THE TASK: A line belongs in the answer if it contains "collaborator"; copy every such line from the entries below.

DATA TO EXAMINE:
BEGIN
//! Core reconciliation logic for Weekclose.
//!
//! This crate contains the week-closing logic with ZERO storage dependencies.
//! Classification and planning are pure; committing goes through the
//! collaborator traits in `ports`.
//!
//! # Modules
//!
//! - `snapshot` - Inputs of a week being closed
//! - `classify` - Scenario classification and deficit/surplus figures
//! - `planner` - Allocation of a surplus or coverage of a deficit
//! - `recovery` - The single amortized recovery debt
//! - `commit` - Applying a plan to the stores, step by step
//! - `report` - Weekly reports and on-track streaks
//! - `closer` - End-to-end week closing over the stores

pub mod calendar;
pub mod classify;
pub mod closer;
pub mod commit;
pub mod error;
pub mod planner;
pub mod ports;
pub mod recovery;
pub mod report;
pub mod snapshot;

#[cfg(test)]
mod testing;

pub use classify::{ClassificationResult, Scenario, ScenarioClassifier};
pub use closer::{ClosedWeek, WeekCloser, WeekPreview};
pub use commit::{CommitResult, CommitStage, ReconciliationCommitter};
pub use error::{ReconcileError, ReconcileResult};
pub use planner::{AllocationPlan, AllocationPlanner, GoalSelection, UserOverrides};
pub use recovery::{AmortizationWeeks, RecoveryDebt, RecoveryLedger, RecoveryState};
pub use snapshot::{SavingsGoalRef, WeekFigures, WeekSnapshot};
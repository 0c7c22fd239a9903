//! Reconciliation error types.

use thiserror::Error;
use weekclose_shared::StoreError;

use crate::commit::CommitStage;

/// Result type alias using `ReconcileError`.
pub type ReconcileResult<T> = Result<T, ReconcileError>;

/// Errors raised while classifying, planning, or committing a week.
#[derive(Debug, Clone, PartialEq, Eq, Error)]
pub enum ReconcileError {
    /// A snapshot field is negative or otherwise unusable.
    #[error("Invalid snapshot: {field} {reason}")]
    InvalidSnapshot {
        /// Offending field.
        field: String,
        /// Why it was rejected.
        reason: String,
    },

    /// Amortization window outside 1..=24 weeks.
    #[error("Amortization weeks must be between 1 and 24, got {0}")]
    AmortizationOutOfRange(u32),

    /// The caller's overrides cannot be applied to this snapshot.
    #[error("Invalid override: {0}")]
    InvalidOverride(String),

    /// A collaborator could not be read while assembling the snapshot.
    #[error("Failed to read {what}: {source}")]
    StoreReadFailed {
        /// What was being read.
        what: &'static str,
        /// Underlying store error.
        source: StoreError,
    },

    /// A collaborator write failed part-way through a commit.
    #[error("{stage} failed: {source}")]
    StoreWriteFailed {
        /// Commit step that failed.
        stage: CommitStage,
        /// Underlying store error.
        source: StoreError,
    },
}

impl ReconcileError {
    /// Builds an `InvalidSnapshot` error.
    #[must_use]
    pub fn invalid_snapshot(field: impl Into<String>, reason: impl Into<String>) -> Self {
        Self::InvalidSnapshot {
            field: field.into(),
            reason: reason.into(),
        }
    }

    /// Builds an `InvalidOverride` error.
    #[must_use]
    pub fn invalid_override(reason: impl Into<String>) -> Self {
        Self::InvalidOverride(reason.into())
    }
}
//! Shared types, errors, and configuration for Weekclose.
//!
//! This crate provides common types used across all other crates:
//! - Fixed-point money type
//! - Typed IDs for type-safe entity references
//! - Errors reported by collaborator stores
//! - Configuration management

pub mod config;
pub mod error;
pub mod types;

pub use config::{AppConfig, LoggingConfig, ReconcileConfig};
pub use error::{StoreError, StoreResult};
pub use types::{GoalId, LedgerEntryId, Money, MoneyError};
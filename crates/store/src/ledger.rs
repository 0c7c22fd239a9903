//! In-memory transaction ledger.

use chrono::NaiveDate;
use tokio::sync::RwLock;
use tracing::debug;
use weekclose_core::ports::{LedgerEntry, TransactionLedger};
use weekclose_shared::{Money, StoreError, StoreResult};

/// Append-only list of ledger entries.
#[derive(Debug, Default)]
pub struct MemoryLedger {
    entries: RwLock<Vec<LedgerEntry>>,
}

impl MemoryLedger {
    /// All entries in insertion order.
    pub async fn entries(&self) -> Vec<LedgerEntry> {
        self.entries.read().await.clone()
    }

    /// Sum of the entries dated `date`.
    pub async fn total_on(&self, date: NaiveDate) -> Money {
        self.entries
            .read()
            .await
            .iter()
            .filter(|entry| entry.date == date)
            .map(|entry| entry.amount)
            .sum()
    }
}

impl TransactionLedger for MemoryLedger {
    async fn insert(&self, entry: LedgerEntry) -> StoreResult<()> {
        let mut entries = self.entries.write().await;
        if entries.iter().any(|existing| existing.id == entry.id) {
            return Err(StoreError::Rejected(format!(
                "duplicate ledger entry {}",
                entry.id
            )));
        }
        debug!(category = %entry.category, amount = %entry.amount, date = %entry.date, "Ledger entry");
        entries.push(entry);
        Ok(())
    }
}
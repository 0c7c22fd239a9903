//! In-memory weekly report store.

use chrono::NaiveDate;
use dashmap::DashMap;
use tracing::debug;
use weekclose_core::ports::ReportStore;
use weekclose_core::report::WeekReport;
use weekclose_shared::StoreResult;

/// Reports keyed by week end; closing the same week twice replaces its report.
#[derive(Debug, Default)]
pub struct MemoryReportStore {
    reports: DashMap<NaiveDate, WeekReport>,
}

impl MemoryReportStore {
    /// Creates a store seeded with past reports.
    #[must_use]
    pub fn new(history: Vec<WeekReport>) -> Self {
        Self {
            reports: history
                .into_iter()
                .map(|report| (report.week_end, report))
                .collect(),
        }
    }

    /// Report for a given week.
    #[must_use]
    pub fn get(&self, week_end: NaiveDate) -> Option<WeekReport> {
        self.reports.get(&week_end).map(|entry| entry.value().clone())
    }
}

impl ReportStore for MemoryReportStore {
    async fn upsert(&self, report: WeekReport) -> StoreResult<()> {
        debug!(week_end = %report.week_end, scenario = %report.scenario, "Report upserted");
        self.reports.insert(report.week_end, report);
        Ok(())
    }

    async fn recent(&self, limit: usize) -> StoreResult<Vec<WeekReport>> {
        let mut reports: Vec<WeekReport> = self
            .reports
            .iter()
            .map(|entry| entry.value().clone())
            .collect();
        reports.sort_by(|a, b| b.week_end.cmp(&a.week_end));
        reports.truncate(limit);
        Ok(reports)
    }
}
END
THE ANSWER:
//! collaborator traits in `ports`.
    /// A collaborator could not be read while assembling the snapshot.
    /// A collaborator write failed part-way through a commit.
//! - Errors reported by collaborator stores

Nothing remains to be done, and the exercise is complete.